1) max_depth: Specifies the maximum depth of the tree.
* Effect: Limits overfitting by preventing the tree from growing too deep, which reduces model complexity but may increase bias.

2) min_samples_split: The minimum number of samples required to split an internal node.
* Effect: A higher value prevents small splits, increasing model robustness but potentially missing finer patterns.

3) min_samples_leaf: The minimum number of samples required to be in a leaf node.
* Effect: Ensures leaves have a minimum number of samples, preventing overfitting and smoothing the decision boundaries.

4) max_features: The number of features to consider when looking for the best split.
* Effect: Reduces model variance by limiting the features considered, making the model more robust to noise.

5) criterion: Determines the function to measure the quality of a split (e.g., gini or entropy for classification).
* Effect: Affects how splits are evaluated and may lead to different decision boundaries.

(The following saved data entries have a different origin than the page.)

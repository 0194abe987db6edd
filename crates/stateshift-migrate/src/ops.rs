//! Whole-object field operations for JSON snapshots
//!
//! [`FieldOp`] is a small declarative vocabulary for the common shape changes
//! between releases: adding defaults, renaming, removing and nesting. Ops are
//! serde-serializable so they can live in plan files, and most of them know
//! their own inverse so a `down` can be derived automatically.

use crate::error::StepError;
use crate::step::{MigrationContext, MigrationStep};
use crate::Version;
use serde::{Deserialize, Serialize};
use serde_json::{Map, Value};

/// Declarative field-level transform
#[derive(Debug, Clone, PartialEq, Serialize, Deserialize)]
#[serde(tag = "op", rename_all = "snake_case")]
pub enum FieldOp {
    /// Insert `key` only when absent
    AddField {
        /// Field name
        key: String,
        /// Default value
        value: Value,
    },

    /// Insert or overwrite `key`
    SetField {
        /// Field name
        key: String,
        /// New value
        value: Value,
    },

    /// Drop `key`
    RemoveField {
        /// Field name
        key: String,
    },

    /// Move `from` to `to`, overwriting `to`
    ///
    /// No-op when `from` is absent.
    RenameField {
        /// Old name
        from: String,
        /// New name
        to: String,
    },

    /// Deep-insert every key missing from the snapshot
    MergeDefaults {
        /// Default object
        defaults: Value,
    },

    /// Apply `ops` inside the object at `key`, creating it when missing
    ///
    /// With `prune` set the container is never created: a missing one is
    /// skipped and one left empty is removed. This is the inverse form.
    Nested {
        /// Field holding the nested object
        key: String,
        /// Operations for the nested object
        ops: Vec<FieldOp>,
        /// Skip missing and drop emptied containers
        #[serde(default, skip_serializing_if = "std::ops::Not::not")]
        prune: bool,
    },
}

impl FieldOp {
    /// `add_field` shorthand
    #[must_use]
    pub fn add(key: impl Into<String>, value: impl Into<Value>) -> Self {
        Self::AddField {
            key: key.into(),
            value: value.into(),
        }
    }

    /// `set_field` shorthand
    #[must_use]
    pub fn set(key: impl Into<String>, value: impl Into<Value>) -> Self {
        Self::SetField {
            key: key.into(),
            value: value.into(),
        }
    }

    /// `remove_field` shorthand
    #[must_use]
    pub fn remove(key: impl Into<String>) -> Self {
        Self::RemoveField { key: key.into() }
    }

    /// `rename_field` shorthand
    #[must_use]
    pub fn rename(from: impl Into<String>, to: impl Into<String>) -> Self {
        Self::RenameField {
            from: from.into(),
            to: to.into(),
        }
    }

    /// `nested` shorthand
    #[must_use]
    pub fn nested(key: impl Into<String>, ops: Vec<FieldOp>) -> Self {
        Self::Nested {
            key: key.into(),
            ops,
            prune: false,
        }
    }

    /// Apply to a snapshot
    ///
    /// # Errors
    /// Returns [`StepError::NotAnObject`] when the snapshot (or a nested
    /// target) is not a JSON object
    pub fn apply(&self, state: Value) -> Result<Value, StepError> {
        let mut map = into_object(state)?;
        self.apply_to(&mut map)?;
        Ok(Value::Object(map))
    }

    fn apply_to(&self, map: &mut Map<String, Value>) -> Result<(), StepError> {
        match self {
            Self::AddField { key, value } => {
                map.entry(key.clone()).or_insert_with(|| value.clone());
            }
            Self::SetField { key, value } => {
                map.insert(key.clone(), value.clone());
            }
            Self::RemoveField { key } => {
                map.remove(key);
            }
            Self::RenameField { from, to } => {
                if let Some(value) = map.remove(from) {
                    map.insert(to.clone(), value);
                }
            }
            Self::MergeDefaults { defaults } => match defaults {
                Value::Object(defaults) => merge_missing(map, defaults),
                other => {
                    return Err(StepError::NotAnObject {
                        found: kind_of(other),
                    })
                }
            },
            Self::Nested { key, ops, prune } => {
                if *prune && !map.contains_key(key) {
                    return Ok(());
                }
                let emptied = match map
                    .entry(key.clone())
                    .or_insert_with(|| Value::Object(Map::new()))
                {
                    Value::Object(inner) => {
                        for op in ops {
                            op.apply_to(inner)?;
                        }
                        inner.is_empty()
                    }
                    other => {
                        return Err(StepError::invalid_value(
                            key.clone(),
                            format!("expected object, found {}", kind_of(other)),
                        ))
                    }
                };
                if *prune && emptied {
                    map.remove(key);
                }
            }
        }
        Ok(())
    }

    /// Op that undoes this one, where one exists
    ///
    /// `set_field`, `remove_field` and `merge_defaults` discard information
    /// and have no inverse. The inverse of `nested` prunes the container it
    /// may have created, so a container that was already present but empty
    /// does not survive the round trip.
    #[must_use]
    pub fn inverse(&self) -> Option<FieldOp> {
        match self {
            Self::AddField { key, .. } => Some(Self::RemoveField { key: key.clone() }),
            Self::RenameField { from, to } => Some(Self::RenameField {
                from: to.clone(),
                to: from.clone(),
            }),
            Self::Nested { key, ops, prune } => {
                let inverted = invert_all(ops)?;
                Some(Self::Nested {
                    key: key.clone(),
                    ops: inverted,
                    prune: !prune,
                })
            }
            Self::SetField { .. } | Self::RemoveField { .. } | Self::MergeDefaults { .. } => None,
        }
    }

    /// Check if [`inverse`](Self::inverse) is available
    #[inline]
    #[must_use]
    pub fn is_reversible(&self) -> bool {
        self.inverse().is_some()
    }
}

/// Apply ops left to right
///
/// # Errors
/// Stops at the first op that fails
pub fn apply_all(ops: &[FieldOp], state: Value) -> Result<Value, StepError> {
    let mut map = into_object(state)?;
    for op in ops {
        op.apply_to(&mut map)?;
    }
    Ok(Value::Object(map))
}

/// Inverse of an op sequence: each inverse, in reverse order
#[must_use]
pub fn invert_all(ops: &[FieldOp]) -> Option<Vec<FieldOp>> {
    ops.iter().rev().map(FieldOp::inverse).collect()
}

/// Step transform rewriting one field's value
///
/// Absent fields are left alone.
pub fn transform_field<F>(
    key: impl Into<String>,
    f: F,
) -> impl Fn(Value, &MigrationContext) -> Result<Value, StepError> + Send + Sync + 'static
where
    F: Fn(Value) -> Result<Value, StepError> + Send + Sync + 'static,
{
    let key = key.into();
    move |state: Value, _ctx: &MigrationContext| {
        let mut map = into_object(state)?;
        if let Some(value) = map.remove(&key) {
            map.insert(key.clone(), f(value)?);
        }
        Ok(Value::Object(map))
    }
}

impl MigrationStep<Value> {
    /// Build a step from field ops
    ///
    /// When every op is reversible, a `down` applying the inverses is attached.
    #[must_use]
    pub fn from_ops(version: Version, description: impl Into<String>, ops: Vec<FieldOp>) -> Self {
        let down = invert_all(&ops);
        let step = Self::new(version, description, move |state, _| apply_all(&ops, state));
        match down {
            Some(inverse) => step.with_down(move |state, _| apply_all(&inverse, state)),
            None => step,
        }
    }
}

fn into_object(state: Value) -> Result<Map<String, Value>, StepError> {
    match state {
        Value::Object(map) => Ok(map),
        other => Err(StepError::NotAnObject {
            found: kind_of(&other),
        }),
    }
}

fn merge_missing(target: &mut Map<String, Value>, defaults: &Map<String, Value>) {
    for (key, default) in defaults {
        match (target.get_mut(key), default) {
            (None, _) => {
                target.insert(key.clone(), default.clone());
            }
            (Some(Value::Object(existing)), Value::Object(nested)) => {
                merge_missing(existing, nested);
            }
            (Some(_), _) => {}
        }
    }
}

/// JSON kind name, for error messages
#[must_use]
pub fn kind_of(value: &Value) -> &'static str {
    match value {
        Value::Null => "null",
        Value::Bool(_) => "boolean",
        Value::Number(_) => "number",
        Value::String(_) => "string",
        Value::Array(_) => "array",
        Value::Object(_) => "object",
    }
}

6) max_leaf_nodes: Limits the number of leaf nodes in the tree.
* Effect: Simplifies the model by capping the number of leaves, reducing overfitting.

7) random_state: Controls the randomness of the estimator (e.g., for splits).
* Effect: Ensures reproducibility for the same dataset.

# 2. What is the difference between the Label encoding and One-hot encoding?

1) Label Encoding

- Converts categories into integers.
- Single column with integer values.
- Imposes ordinal relationship between categories, which may be misleading.
- Does not increase dimensionality.
- Suitable for ordinal data or models that handle categorical data intrinsically (e.g., tree-based models).

2) One-Hot Encoding

- Converts categories into binary vectors.
- Multiple columns, one for each category.
- No ordinality; each category is treated independently.
- Increases dimensionality significantly for many categories.
- Preferred for nominal data or models requiring numerical inputs (e.g., linear regression, neural networks).